Opinion
1:22-cr-19-RCL
04-05-2024
MEMORANDUM AND ORDER
Royce C. Lamberth United States District Judge
Today, the Court held a status conference. For the reasons stated orally, the Court DENIED defendants' motion for recusal, ECF No. 99; GRANTED Gregory Purdy's motion to continue the trial, ECF No. 115, and Robert Turner's motion to continue the trial, ECF No. 108; and GRANTED Ms. Isaak's motion to withdraw from representing Gregory Purdy and Robert Turner, ECF No. 114. The Court will also GRANT Matthew Purdy's motion, ECF No. 112, to adopt all applicable motions, objections, and requests made by his co-defendants. Having now conferred with counsel on the status of the discovery disputes, defendants' motion to compel discovery, ECF No, 98, is DENIED without prejudice to refiling. In light of the continuance of this trial, the Court hopes counsel can resolve any remaining discovery disputes among themselves. However, if disputes remain, defense counsel may file a new motion or motions to compel, to be accompanied with a proposed order that describes the specific relief sought.
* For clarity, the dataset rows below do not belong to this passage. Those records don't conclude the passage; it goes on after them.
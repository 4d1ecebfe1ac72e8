use std::time::{Duration, SystemTime};

use chrono::{DateTime, Utc};

/// Converts a wall-clock time to fractional seconds since the Unix epoch.
///
/// Times before the epoch are reported as negative seconds.
pub fn to_epoch_secs(t: SystemTime) -> f64 {
    match t.duration_since(SystemTime::UNIX_EPOCH) {
        Ok(d) => d.as_secs_f64(),
        Err(e) => -e.duration().as_secs_f64(),
    }
}

/// Converts fractional seconds since the Unix epoch back to a wall-clock time.
pub fn from_epoch_secs(secs: f64) -> SystemTime {
    if secs.is_finite() && secs >= 0.0 {
        SystemTime::UNIX_EPOCH + Duration::from_secs_f64(secs)
    } else {
        SystemTime::UNIX_EPOCH
    }
}

/// Formats a SystemTime as "2006-01-02 15:04:05.000" in UTC.
pub fn format_datetime(t: SystemTime) -> String {
    let dt: DateTime<Utc> = t.into();
    dt.format("%Y-%m-%d %H:%M:%S%.3f").to_string()
}

/// Returns the index of the fixed-length bucket containing `t`.
///
/// Buckets are aligned to the Unix epoch, so two samples share a bucket iff
/// they fall in the same `[k * length, (k + 1) * length)` interval.
pub fn bucket_index(t: SystemTime, length: Duration) -> u64 {
    let length_secs = length.as_secs().max(1);
    let secs = t
        .duration_since(SystemTime::UNIX_EPOCH)
        .map(|d| d.as_secs())
        .unwrap_or(0);
    secs / length_secs
}

/// Returns the start time of the bucket with the given index.
pub fn bucket_start(index: u64, length: Duration) -> SystemTime {
    let length_secs = length.as_secs().max(1);
    SystemTime::UNIX_EPOCH + Duration::from_secs(index.saturating_mul(length_secs))
}

#[cfg(test)]
mod tests {
    use super::*;

    #[test]
    fn test_epoch_secs_roundtrip_is_close() {
        let t = SystemTime::UNIX_EPOCH + Duration::from_millis(1_700_000_000_250);
        let secs = to_epoch_secs(t);
        assert!((secs - 1_700_000_000.25).abs() < 1e-6);

        let back = from_epoch_secs(secs);
        let diff = back
            .duration_since(t)
            .unwrap_or_else(|e| e.duration());
        assert!(diff < Duration::from_micros(1));
    }

    #[test]
    fn test_from_epoch_secs_rejects_garbage() {
        assert_eq!(from_epoch_secs(f64::NAN), SystemTime::UNIX_EPOCH);
        assert_eq!(from_epoch_secs(-5.0), SystemTime::UNIX_EPOCH);
    }

    #[test]
    fn test_format_datetime() {
        assert_eq!(
            format_datetime(SystemTime::UNIX_EPOCH),
            "1970-01-01 00:00:00.000"
        );
    }

    #[test]
    fn test_bucket_boundaries() {
        let minute = Duration::from_secs(60);
        let at = |s: u64| SystemTime::UNIX_EPOCH + Duration::from_secs(s);

        assert_eq!(bucket_index(at(0), minute), 0);
        assert_eq!(bucket_index(at(59), minute), 0);
        assert_eq!(bucket_index(at(60), minute), 1);
        assert_eq!(bucket_start(1, minute), at(60));
    }
}
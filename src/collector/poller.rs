use std::time::{Duration, Instant, SystemTime};

use anyhow::{anyhow, Context, Result};
use serde::Deserialize;

use crate::clock;

use super::{Endpoint, Metric, MetricValue, PollLogger, PollState, PollStatus, Poller};

/// Path served by endpoints speaking the JSON protocol.
pub const METRICS_PATH: &str = "/metrics.json";

/// Metric as encoded on the wire.
#[derive(Debug, Deserialize)]
struct WireMetric {
    path: String,
    value: serde_json::Value,
    /// Seconds since the Unix epoch.
    #[serde(default)]
    timestamp: Option<f64>,
}

impl WireMetric {
    fn into_metric(self) -> Option<Metric> {
        let value = match self.value {
            serde_json::Value::Bool(b) => MetricValue::Bool(b),
            serde_json::Value::Number(n) => {
                if let Some(u) = n.as_u64() {
                    MetricValue::Uint(u)
                } else if let Some(i) = n.as_i64() {
                    MetricValue::Int(i)
                } else {
                    MetricValue::Float(n.as_f64()?)
                }
            }
            serde_json::Value::String(s) => MetricValue::String(s),
            _ => return None,
        };
        Some(Metric {
            path: self.path,
            value,
            timestamp: self.timestamp.map(clock::from_epoch_secs),
        })
    }
}

/// Polls endpoints by fetching their metric list as JSON over HTTP.
pub struct HttpJsonPoller {
    client: reqwest::Client,
}

impl HttpJsonPoller {
    pub fn new(timeout: Duration) -> Result<Self> {
        let client = reqwest::Client::builder()
            .timeout(timeout)
            .build()
            .context("building HTTP client")?;
        Ok(Self { client })
    }

    async fn fetch(&self, url: &str) -> Result<reqwest::Response> {
        let resp = self
            .client
            .get(url)
            .send()
            .await
            .with_context(|| format!("connecting to {url}"))?;
        let status = resp.status();
        if !status.is_success() {
            return Err(anyhow!("{url} returned unexpected status: {status}"));
        }
        Ok(resp)
    }
}

fn transition<L: PollLogger>(
    logger: &mut L,
    endpoint: &Endpoint,
    state: &mut PollState,
    status: PollStatus,
) {
    let mut next = state.with_status(status);
    next.timestamp = SystemTime::now();
    logger.log_state_change(endpoint, state, &next);
    *state = next;
}

impl Poller for HttpJsonPoller {
    async fn poll<L: PollLogger + Send>(
        &self,
        endpoint: &Endpoint,
        sweep_start: SystemTime,
        port: u16,
        logger: &mut L,
    ) {
        let mut state = PollState::new(PollStatus::WaitingToConnect, sweep_start);
        let url = format!("http://{}:{}{}", endpoint.host_name(), port, METRICS_PATH);

        transition(logger, endpoint, &mut state, PollStatus::Connecting);
        let started = Instant::now();
        let fetched = self.fetch(&url).await;
        state.connecting = started.elapsed();

        let resp = match fetched {
            Ok(resp) => resp,
            Err(e) => {
                transition(logger, endpoint, &mut state, PollStatus::FailedToConnect);
                logger.log_error(endpoint, Some(&e), &state);
                return;
            }
        };

        transition(logger, endpoint, &mut state, PollStatus::Polling);
        let started = Instant::now();
        let body = resp
            .json::<Vec<WireMetric>>()
            .await
            .with_context(|| format!("decoding metrics from {url}"));
        state.polling = started.elapsed();

        let wire = match body {
            Ok(wire) => wire,
            Err(e) => {
                transition(logger, endpoint, &mut state, PollStatus::FailedToPoll);
                logger.log_error(endpoint, Some(&e), &state);
                return;
            }
        };

        let metrics: Vec<Metric> = wire.into_iter().filter_map(WireMetric::into_metric).collect();
        let result = logger.log_response(endpoint, &metrics, sweep_start);
        transition(logger, endpoint, &mut state, PollStatus::Synced);
        logger.log_error(endpoint, result.as_ref().err(), &state);
    }
}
The Court also DENIED defendants' motion to stay the trial pending the Supreme Court's decision in Fischer v. United States, No. 23-5572 (U.S.). It stated it would explain its reasoning in a forthcoming order, and will now do so. Finally, the Court stated that it would reset certain deadlines, which it will do in this order.
I. Stay Pending Fischer v. United States
Defendants moved for a stay of the trial date pending the Supreme Court's decision in Fischer. Omnibus Mot., ECF No. 99. However, the Court concludes that defendants are not entitled to a stay of this trial.
Defendants also suggest the Court should stay the case because of “legal issues that defendants plan to argue further which are similar to those being resolved in Fischer,” but not before the Supreme Court. See Omnibus Mot. 10-13. Defendants make no attempt to explain why the existence of purported legal objections to the indictment should lead the Court to grant a stay rather than dismiss the indictment. Perhaps they believe that Fischer will shed light on various aspects of § 1512(c) that are not squarely before the Supreme Court. But if the Court will not stay this case pending resolution of the actual question presented in Fischer, it certainly will not stay the case based on the existence of supposedly “similar” issues. Therefore, to the extent defendants seek a stay pending the Supreme Court's determination of these issues, the motion is DENIED.
This Court has denied a similar motion in a previous case. See United States v. Harkrider, Min. Entry, No. 21-cr-117-2 (RCL) (D.D.C. Dec. 21, 2023). Numerous judges in this district have done the same. See, United States v. Carnell, No. 23-cr-139, Mem. Op., ECF No. 75 (D.D.C. Jan. 4, 2024) (Howell, J.); United States v. Spencer, No. 21-cr-147-1, 2024 WL 578953, at *3-5 (D.D.C. Feb. 13, 2024) (Kollar-Kotelly, J.); United States v. Warnagiris, No. 21-cr-00382, 2023 WL 6926491, at *2 (D.D.C. Oct. 19, 2023) (Friedman, J.); United States v. Dunfee, No. 23-cr-36, Mot. Hearing Tr. at 43-45, ECF No. 60 (D.D.C. Dec. 14, 2023) (Walton, J.).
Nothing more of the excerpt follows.